Este novo pacote, anunciado durante a cúpula da Otan em Madri elevará a ajuda total fornecida a Kiev desde a invasão russa em 24 de fevereiro a 2,3 bilhões de libras, informou o gabinete do primeiro-ministro, Boris Johnson.

A ajuda inclui "sofisticados sistemas de defesa aérea, veículos aéreos não tripulados, equipamentos de guerra eletrônica novos e inovadores e milhares de peças de material vital para os soldados ucranianos", acrescenta o comunicado.

Este será um "primeiro passo" que permitirá à Ucrânia ir além de sua "defesa corajosa" contra a invasão para "montar operações ofensivas" com o objetivo de recuperar o território.

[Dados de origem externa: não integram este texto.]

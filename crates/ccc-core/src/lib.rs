//! ISO 3166-1 country code conversion.
//!
//! This crate provides:
//!
//! - **Country records** with alpha-2, alpha-3, numeric, TLD and IOC codes
//! - **Lookup tables** built from embedded data or loaded from CSV / JSON
//! - **A generic converter** between any two code families
//! - **Family façades** (`Alpha2`, `Alpha3`, `Numeric`, `TopLevelDomain`, `Cioc`)
//!
//! # Module Organization
//!
//! - [`field`]: The closed set of code families (`CodeField`)
//! - [`record`]: One country entry (`CountryRecord`)
//! - [`embedded`]: Dataset bundled at compile time
//! - [`table`]: Immutable ordered lookup table and its loaders
//! - [`converter`]: First-match lookup and miss policy
//! - [`facade`]: Named per-family conversion operations
//! - [`error`]: Conversion and loading errors
//!
//! # Matching Rules
//!
//! Lookups are exact string comparisons in table order. There is no case
//! folding, trimming or normalization of the TLD's leading dot. When several
//! records share a value, the first one wins.
//!
//! # Example
//!
//! ```
//! use ccc_core::{CodeConverter, MissPolicy};
//!
//! let converter = CodeConverter::embedded();
//! assert_eq!(converter.alpha2().to_alpha3("DE", MissPolicy::FailOnMiss).unwrap(), "DEU");
//! assert_eq!(converter.cioc().to_alpha2("GER", false).unwrap(), "DE");
//!
//! // Unknown codes pass through when asked to.
//! assert_eq!(converter.alpha3().to_alpha2("ZZZ", true).unwrap(), "ZZZ");
//! ```

#![deny(unsafe_code)]

pub mod converter;
pub mod embedded;
pub mod error;
pub mod facade;
pub mod field;
pub mod record;
pub mod table;

// ============================================================================
// Re-exports for convenience
// ============================================================================

pub use converter::{CodeConverter, MissPolicy, convert};
pub use error::{ConvertError, Result, TableError};
pub use facade::{Alpha2, Alpha3, Cioc, Numeric, TopLevelDomain};
pub use field::CodeField;
pub use record::CountryRecord;
pub use table::CountryTable;
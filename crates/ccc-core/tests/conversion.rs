//! Conversion behavior against a small substitute table.

use ccc_core::{CodeConverter, CodeField, ConvertError, CountryRecord, CountryTable, MissPolicy};

fn north_america() -> CountryTable {
    CountryTable::new(vec![
        CountryRecord::new("US", "USA", "840", ".us", "USA"),
        CountryRecord::new("CA", "CAN", "124", ".ca", "CAN"),
    ])
}

#[test]
fn alpha2_conversions() {
    let table = north_america();
    let converter = CodeConverter::new(&table);
    let alpha2 = converter.alpha2();

    assert_eq!(alpha2.to_alpha3("US", false).unwrap(), "USA");
    assert_eq!(alpha2.to_numeric("US", false).unwrap(), "840");
    assert_eq!(alpha2.to_tld("US", false).unwrap(), ".us");
    assert_eq!(alpha2.to_cioc("US", false).unwrap(), "USA");

    let err = alpha2.to_alpha3("XX", false).unwrap_err();
    assert_eq!(err.to_string(), "Country not found for cca2 XX");
}

#[test]
fn alpha3_conversions() {
    let table = north_america();
    let converter = CodeConverter::new(&table);
    let alpha3 = converter.alpha3();

    assert_eq!(alpha3.to_alpha2("USA", false).unwrap(), "US");
    assert_eq!(alpha3.to_alpha2("CAN", false).unwrap(), "CA");
    assert_eq!(alpha3.to_numeric("USA", false).unwrap(), "840");
    assert_eq!(alpha3.to_tld("USA", false).unwrap(), ".us");
    assert_eq!(alpha3.to_cioc("USA", false).unwrap(), "USA");

    let err = alpha3.to_alpha2("XYZ", false).unwrap_err();
    assert_eq!(err.to_string(), "Country not found for cca3 XYZ");
}

#[test]
fn numeric_conversions() {
    let table = north_america();
    let converter = CodeConverter::new(&table);
    let numeric = converter.numeric();

    assert_eq!(numeric.to_alpha2("840", false).unwrap(), "US");
    assert_eq!(numeric.to_alpha3("840", false).unwrap(), "USA");
    assert_eq!(numeric.to_tld("840", false).unwrap(), ".us");
    assert_eq!(numeric.to_cioc("840", false).unwrap(), "USA");

    let err = numeric.to_alpha2("999", false).unwrap_err();
    assert_eq!(err.to_string(), "Country not found for ccn3 999");
}

#[test]
fn tld_conversions() {
    let table = north_america();
    let converter = CodeConverter::new(&table);
    let tld = converter.tld();

    assert_eq!(tld.to_alpha2(".us", false).unwrap(), "US");
    assert_eq!(tld.to_alpha3(".us", false).unwrap(), "USA");
    assert_eq!(tld.to_numeric(".us", false).unwrap(), "840");
    assert_eq!(tld.to_cioc(".us", false).unwrap(), "USA");

    let err = tld.to_alpha2(".xyz", false).unwrap_err();
    assert_eq!(err.to_string(), "Country not found for tld .xyz");
    assert_eq!(
        err,
        ConvertError::NotFound {
            field: CodeField::Tld,
            value: ".xyz".to_string(),
        }
    );
}

#[test]
fn cioc_conversions() {
    let table = north_america();
    let converter = CodeConverter::new(&table);
    let cioc = converter.cioc();

    assert_eq!(cioc.to_alpha2("USA", false).unwrap(), "US");
    assert_eq!(cioc.to_alpha3("USA", false).unwrap(), "USA");
    assert_eq!(cioc.to_numeric("USA", false).unwrap(), "840");
    assert_eq!(cioc.to_tld("USA", false).unwrap(), ".us");

    let err = cioc.to_alpha2("XYZ", false).unwrap_err();
    assert_eq!(err.to_string(), "Country not found for cioc XYZ");
}

#[test]
fn passthrough_returns_input() {
    let table = north_america();
    let converter = CodeConverter::new(&table);

    assert_eq!(converter.cioc().to_alpha2("XYZ", true).unwrap(), "XYZ");
    assert_eq!(
        converter
            .tld()
            .to_numeric(".xyz", MissPolicy::PassthroughOnMiss)
            .unwrap(),
        ".xyz"
    );
    // Hits are unaffected by the policy.
    assert_eq!(converter.alpha2().to_alpha3("CA", true).unwrap(), "CAN");
}

#[test]
fn repeated_calls_are_deterministic() {
    let table = north_america();
    let converter = CodeConverter::new(&table);
    let first = converter.numeric().to_alpha3("124", false).unwrap();
    for _ in 0..10 {
        assert_eq!(converter.numeric().to_alpha3("124", false).unwrap(), first);
    }
    let miss = converter.numeric().to_alpha3("000", false).unwrap_err();
    assert_eq!(converter.numeric().to_alpha3("000", false).unwrap_err(), miss);
}

#[test]
fn converter_is_shareable_across_threads() {
    let table = north_america();
    let converter = CodeConverter::new(&table);
    std::thread::scope(|scope| {
        let handles: Vec<_> = ["US", "CA"]
            .into_iter()
            .map(|code| scope.spawn(move || converter.alpha2().to_alpha3(code, false)))
            .collect();
        let results: Vec<String> = handles
            .into_iter()
            .map(|h| h.join().unwrap().unwrap())
            .collect();
        assert_eq!(results, vec!["USA".to_string(), "CAN".to_string()]);
    });
}
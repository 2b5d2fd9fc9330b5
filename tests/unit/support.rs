use library_client::config::{AuthConfig, Config, RestApiConfig};
use library_client::constants::{ACCESS_TOKEN_KEY, REFRESH_TOKEN_KEY, USER_KEY};
use library_client::session::events::{AuthEvent, AuthEventBus};
use library_client::session::store::{MemorySessionStore, SessionStore};
use library_client::transport::navigator::MemoryNavigator;
use library_client::utils::logger::setup_logger;
use library_client::AuthenticatedHttpClient;
use mockito::{Server, ServerGuard};
use std::collections::BTreeMap;
use std::sync::Arc;
use tokio::sync::broadcast::{self, error::TryRecvError};

pub const USER_JSON: &str = r#"{
    "id": 42,
    "email": "reader@library.org",
    "full_name": "Avid Reader",
    "role": "subscriber",
    "is_active": true,
    "is_verified": true,
    "created_at": "2024-05-01T08:30:00Z"
}"#;

pub fn config_for(base_url: &str) -> Config {
    Config {
        rest_api: RestApiConfig {
            base_url: base_url.to_string(),
            timeout_ms: 5_000,
            default_headers: BTreeMap::from([(
                "Content-Type".to_string(),
                "application/json".to_string(),
            )]),
            with_credentials: true,
        },
        auth: AuthConfig::default(),
        session_file: None,
    }
}

/// Mock backend plus a client wired to in-memory collaborators.
pub struct Harness {
    pub server: ServerGuard,
    pub store: Arc<MemorySessionStore>,
    pub navigator: Arc<MemoryNavigator>,
    pub logout_rx: broadcast::Receiver<AuthEvent>,
    pub client: AuthenticatedHttpClient,
}

impl Harness {
    pub async fn new(location: &str) -> Self {
        setup_logger();
        let server = Server::new_async().await;
        let store = Arc::new(MemorySessionStore::new());
        let navigator = Arc::new(MemoryNavigator::new(location));
        let events = AuthEventBus::default();
        let logout_rx = events.subscribe();
        let client = AuthenticatedHttpClient::new(
            &config_for(&server.url()),
            store.clone(),
            events,
            navigator.clone(),
        )
        .unwrap();

        Self {
            server,
            store,
            navigator,
            logout_rx,
            client,
        }
    }

    pub fn with_session(self, access_token: Option<&str>, refresh_token: Option<&str>) -> Self {
        if let Some(token) = access_token {
            self.store.set(ACCESS_TOKEN_KEY, token).unwrap();
        }
        if let Some(token) = refresh_token {
            self.store.set(REFRESH_TOKEN_KEY, token).unwrap();
        }
        self.store.set(USER_KEY, USER_JSON).unwrap();
        self
    }

    pub fn stored(&self, key: &str) -> Option<String> {
        self.store.get(key).unwrap()
    }

    pub fn session_is_empty(&self) -> bool {
        [ACCESS_TOKEN_KEY, REFRESH_TOKEN_KEY, USER_KEY]
            .iter()
            .all(|key| self.stored(key).is_none())
    }

    /// Number of logout events published so far.
    pub fn drain_logout_events(&mut self) -> usize {
        let mut count = 0;
        loop {
            match self.logout_rx.try_recv() {
                Ok(AuthEvent::Logout) => count += 1,
                Err(TryRecvError::Empty) | Err(TryRecvError::Closed) => return count,
                Err(TryRecvError::Lagged(missed)) => count += missed as usize,
            }
        }
    }
}
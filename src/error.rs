/******************************************************************************
    Author: Joaquín Béjar García
    Email: jb@taunais.com
    Date: 16/10/26
 ******************************************************************************/
use reqwest::StatusCode;
use serde_json::Value;
use std::io;
use thiserror::Error;

/// Failures raised by a [`SessionStore`](crate::session::store::SessionStore) backend.
#[derive(Debug, Error)]
pub enum StorageError {
    #[error("io error: {0}")]
    Io(#[from] io::Error),
    #[error("serialization error: {0}")]
    Serialization(#[from] serde_json::Error),
    #[error("storage unavailable: {0}")]
    Unavailable(String),
}

/// Problems detected while building the client from its configuration.
#[derive(Debug, Error)]
pub enum ConfigError {
    #[error("invalid base url: {0}")]
    InvalidBaseUrl(String),
    #[error("invalid default header: {0}")]
    InvalidHeader(String),
    #[error("failed to build http client: {0}")]
    ClientBuild(#[from] reqwest::Error),
}

/// Normalized outcome of every failed request.
///
/// Whatever went wrong, callers see a status (when a response arrived), a
/// message and the response body (when there was one), see [`AppError::status`],
/// [`AppError::message`] and [`AppError::body`].
#[derive(Debug, Error)]
pub enum AppError {
    /// No response reached the client: connection failure or timeout.
    #[error("{message}")]
    Network { message: String },
    /// The server answered with a non-2xx status other than a recoverable 401.
    #[error("{message}")]
    Http {
        status: StatusCode,
        message: String,
        body: Option<Value>,
    },
    /// A 401 the client could not recover from.
    #[error("{message}")]
    Unauthorized { message: String, body: Option<Value> },
    /// The session store could not be read or written. The request was not sent.
    #[error("session storage unavailable")]
    Storage(#[from] StorageError),
    #[error("invalid client configuration: {0}")]
    Config(#[from] ConfigError),
    #[error("invalid request: {message}")]
    InvalidRequest { message: String },
    #[error("unexpected response: {message}")]
    InvalidResponse { message: String },
    #[error("json error: {0}")]
    Json(#[from] serde_json::Error),
}

impl AppError {
    /// HTTP status of the response that produced this error, if any arrived.
    pub fn status(&self) -> Option<u16> {
        match self {
            AppError::Http { status, .. } => Some(status.as_u16()),
            AppError::Unauthorized { .. } => Some(StatusCode::UNAUTHORIZED.as_u16()),
            _ => None,
        }
    }

    pub fn message(&self) -> String {
        self.to_string()
    }

    /// Response body carried by the error, parsed as JSON when possible.
    pub fn body(&self) -> Option<&Value> {
        match self {
            AppError::Http { body, .. } | AppError::Unauthorized { body, .. } => body.as_ref(),
            _ => None,
        }
    }

    pub fn is_unauthorized(&self) -> bool {
        matches!(self, AppError::Unauthorized { .. })
    }
}
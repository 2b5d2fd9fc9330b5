/******************************************************************************
   Author: Joaquín Béjar García
   Email: jb@taunais.com
   Date: 16/10/26
******************************************************************************/
use crate::constants::{
    ACCESS_TOKEN_KEY, CIBN_LOGIN_PATH, CURRENT_USER_PATH, FORGOT_PASSWORD_PATH, LOGIN_PATH,
    LOGOUT_PATH, REFRESH_TOKEN_KEY, REGISTER_PATH, RESET_PASSWORD_PATH, USER_KEY,
};
use crate::error::AppError;
use crate::session::events::AuthEvent;
use crate::session::interface::{
    AuthResponse, CibnLoginCredentials, ForgotPasswordRequest, LoginCredentials,
    PasswordResetRequest, RegisterData, RegisterResponse, SessionCredentials, UserRecord, UserRole,
};
use crate::session::store::{read_credentials, write_credentials, SessionStore};
use crate::transport::http_client::AuthenticatedHttpClient;
use crate::transport::request::RequestDescriptor;
use reqwest::Method;
use serde_json::Value;
use std::sync::Arc;
use tracing::{debug, error, info, instrument, warn};

/// Authentication endpoints of the library API plus the session helpers
/// built on top of the stored credentials.
#[derive(Debug, Clone)]
pub struct AuthService {
    client: AuthenticatedHttpClient,
}

impl AuthService {
    pub fn new(client: AuthenticatedHttpClient) -> Self {
        Self { client }
    }

    pub fn client(&self) -> &AuthenticatedHttpClient {
        &self.client
    }

    fn store(&self) -> &Arc<dyn SessionStore> {
        self.client.store()
    }

    #[instrument(skip(self, credentials), fields(email = %credentials.email))]
    pub async fn login(&self, credentials: &LoginCredentials) -> Result<AuthResponse, AppError> {
        debug!("Authenticating user: {}", credentials.email);
        let response: AuthResponse = self
            .client
            .post(LOGIN_PATH, credentials)
            .await
            .inspect_err(|e| error!("Login failed: {}", e))?;
        self.set_auth_data(&response)?;
        info!("Authentication successful");
        Ok(response)
    }

    #[instrument(skip(self, credentials), fields(employee = %credentials.cibn_employee_id))]
    pub async fn cibn_login(
        &self,
        credentials: &CibnLoginCredentials,
    ) -> Result<AuthResponse, AppError> {
        let response: AuthResponse = self
            .client
            .post(CIBN_LOGIN_PATH, credentials)
            .await
            .inspect_err(|e| error!("CIBN login failed: {}", e))?;
        self.set_auth_data(&response)?;
        info!("CIBN authentication successful");
        Ok(response)
    }

    /// Creates an account. Does not sign the new user in.
    #[instrument(skip(self, data), fields(email = %data.email))]
    pub async fn register(&self, data: &RegisterData) -> Result<UserRecord, AppError> {
        let response: RegisterResponse = self
            .client
            .post(REGISTER_PATH, data)
            .await
            .inspect_err(|e| error!("Registration failed: {}", e))?;
        Ok(response.user)
    }

    pub async fn forgot_password(&self, email: &str) -> Result<(), AppError> {
        self.client
            .post::<_, Value>(FORGOT_PASSWORD_PATH, &ForgotPasswordRequest { email })
            .await
            .inspect_err(|e| error!("Password reset request failed: {}", e))?;
        Ok(())
    }

    pub async fn reset_password(&self, token: &str, new_password: &str) -> Result<(), AppError> {
        self.client
            .post::<_, Value>(
                RESET_PASSWORD_PATH,
                &PasswordResetRequest {
                    token,
                    new_password,
                },
            )
            .await
            .inspect_err(|e| error!("Password reset failed: {}", e))?;
        Ok(())
    }

    /// Fetches the signed-in user and refreshes the stored record.
    pub async fn current_user(&self) -> Result<UserRecord, AppError> {
        let user: UserRecord = self
            .client
            .get(CURRENT_USER_PATH)
            .await
            .inspect_err(|e| error!("Failed to fetch user data: {}", e))?;
        self.store().set(USER_KEY, &serde_json::to_string(&user)?)?;
        Ok(user)
    }

    /// New access token, or `None` if the refresh failed (session cleared).
    pub async fn refresh_token(&self) -> Option<String> {
        self.client.refresh_access_token().await
    }

    /// Tells the backend the session ends, then clears it locally whatever the
    /// backend answered and publishes the logout event once. A rejected token
    /// on the way out does not trigger the forced-logout redirect.
    #[instrument(skip(self))]
    pub async fn logout(&self) -> Result<(), AppError> {
        let request = RequestDescriptor::new(Method::POST, LOGOUT_PATH);
        if let Err(e) = self.client.dispatch_once(request).await {
            warn!("Logout error: {}", e);
        }

        let cleared = self.store().clear();
        if self.client.events().publish(AuthEvent::Logout).is_err() {
            debug!("No subscribers for {}", AuthEvent::Logout.name());
        }
        cleared?;
        info!("Logged out");
        Ok(())
    }

    pub fn is_authenticated(&self) -> bool {
        matches!(self.access_token(), Some(token) if !token.is_empty())
    }

    pub fn access_token(&self) -> Option<String> {
        self.read_key(ACCESS_TOKEN_KEY)
    }

    pub fn refresh_token_value(&self) -> Option<String> {
        self.read_key(REFRESH_TOKEN_KEY)
    }

    /// Stored user record. Missing, unreadable or malformed records are `None`.
    pub fn stored_user(&self) -> Option<UserRecord> {
        let raw = self.read_key(USER_KEY)?;
        match serde_json::from_str(&raw) {
            Ok(user) => Some(user),
            Err(e) => {
                error!("Failed to parse user data: {}", e);
                None
            }
        }
    }

    pub fn session(&self) -> Result<Option<SessionCredentials>, AppError> {
        Ok(read_credentials(self.store().as_ref())?)
    }

    pub fn has_role(&self, role: UserRole) -> bool {
        self.stored_user().is_some_and(|user| user.role == role)
    }

    pub fn has_any_role(&self, roles: &[UserRole]) -> bool {
        self.stored_user()
            .is_some_and(|user| roles.contains(&user.role))
    }

    fn set_auth_data(&self, response: &AuthResponse) -> Result<(), AppError> {
        write_credentials(
            self.store().as_ref(),
            &SessionCredentials {
                access_token: response.access_token.clone(),
                refresh_token: response.refresh_token.clone(),
                user: response.user.clone(),
            },
        )?;
        Ok(())
    }

    fn read_key(&self, key: &str) -> Option<String> {
        match self.store().get(key) {
            Ok(value) => value,
            Err(e) => {
                error!("Failed to read {} from session storage: {}", key, e);
                None
            }
        }
    }
}
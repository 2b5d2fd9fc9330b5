/******************************************************************************
   Author: Joaquín Béjar García
   Email: jb@taunais.com
   Date: 16/10/26
******************************************************************************/

//! Authenticated REST client for the digital library API.
//!
//! [`AuthenticatedHttpClient`] attaches the stored bearer token to every
//! outgoing request, answers a `401` with a single refresh-and-retry cycle and
//! forces a clean logout when the session cannot be recovered. Session state,
//! the logout broadcast and navigation are injected collaborators, see
//! [`session::store::SessionStore`], [`session::events::AuthEventBus`] and
//! [`transport::navigator::Navigator`].

pub mod config;

pub mod constants;

pub mod error;

pub mod session;

pub mod transport;

pub mod utils;

pub use config::Config;
pub use error::AppError;
pub use transport::http_client::AuthenticatedHttpClient;
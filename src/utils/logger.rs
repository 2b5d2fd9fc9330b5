/******************************************************************************
   Author: Joaquín Béjar García
   Email: jb@taunais.com
   Date: 16/10/26
******************************************************************************/
use std::env;
use std::sync::Once;
use tracing::Level;
use tracing_subscriber::FmtSubscriber;

static INIT: Once = Once::new();

/// Installs the global `tracing` subscriber.
///
/// The level comes from the `LOGLEVEL` environment variable (`DEBUG`, `INFO`,
/// `WARN`, `ERROR`, `TRACE`) and defaults to `INFO`. Safe to call repeatedly,
/// only the first call has an effect.
pub fn setup_logger() {
    INIT.call_once(|| {
        let log_level = env::var("LOGLEVEL")
            .unwrap_or_else(|_| "INFO".to_string())
            .to_uppercase();

        let level = match log_level.as_str() {
            "DEBUG" => Level::DEBUG,
            "ERROR" => Level::ERROR,
            "WARN" => Level::WARN,
            "TRACE" => Level::TRACE,
            _ => Level::INFO,
        };

        let subscriber = FmtSubscriber::builder().with_max_level(level).finish();

        if tracing::subscriber::set_global_default(subscriber).is_err() {
            tracing::debug!("Global tracing subscriber already installed");
        }
    });
}
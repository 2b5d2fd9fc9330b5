/******************************************************************************
   Author: Joaquín Béjar García
   Email: jb@taunais.com
   Date: 16/10/26
******************************************************************************/
use anyhow::Result;
use library_client::config::Config;
use library_client::session::auth::AuthService;
use library_client::session::events::AuthEventBus;
use library_client::session::interface::LoginCredentials;
use library_client::session::store::{FileSessionStore, MemorySessionStore, SessionStore};
use library_client::transport::navigator::{MemoryNavigator, Navigator};
use library_client::AuthenticatedHttpClient;
use serde_json::Value;
use std::env;
use std::sync::Arc;

#[tokio::main]
async fn main() -> Result<()> {
    // Initialize the logger
    tracing_subscriber::fmt::init();

    let config = Config::new();
    let store: Arc<dyn SessionStore> = match &config.session_file {
        Some(path) => Arc::new(FileSessionStore::new(path)),
        None => Arc::new(MemorySessionStore::new()),
    };
    let events = AuthEventBus::default();
    let navigator = Arc::new(MemoryNavigator::new("/orders"));

    let mut logout_rx = events.subscribe();
    tokio::spawn(async move {
        while let Ok(event) = logout_rx.recv().await {
            println!("Received {}", event.name());
        }
    });

    let client = AuthenticatedHttpClient::new(&config, store, events, navigator.clone())?;
    let auth = AuthService::new(client.clone());

    if !auth.is_authenticated() {
        let credentials = LoginCredentials {
            email: env::var("LIBRARY_EMAIL").unwrap_or_else(|_| "user@demo.local".to_string()),
            password: env::var("LIBRARY_PASSWORD").unwrap_or_else(|_| "User123!".to_string()),
        };
        match auth.login(&credentials).await {
            Ok(response) => println!("Logged in, token type {}", response.token_type),
            Err(e) => {
                eprintln!("Login failed: {} (status {:?})", e, e.status());
                return Ok(());
            }
        }
    }

    match client.get::<Value>("/orders").await {
        Ok(orders) => println!("Orders: {}", orders),
        Err(e) => eprintln!("Request failed: {} (status {:?})", e, e.status()),
    }

    println!("Current location: {}", navigator.current_location());
    Ok(())
}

Johnson disse que os ataques do presidente russo, Vladimir Putin, são "cada vez mais bárbaros" porque não "consegue os avanços que tinha antecipado e esperava, e a inutilidade desta guerra é manifesta para todo o mundo".

"As armas, o equipamento e a formação do Reino Unido estão transformando as defesas da Ucrânia contra esta investida", acrescentou no comunicado.

"E continuaremos apoiando firmemente o povo ucraniano para garantir que Putin fracasse na Ucrânia", prosseguiu.

A Grã-Bretanha foi um dos primeiros países a proporcionar ajuda militar letal à Ucrânia em resposta à invasão russa, como mísseis antitanque, e participou ativamente do treinamento de soldados ucranianos.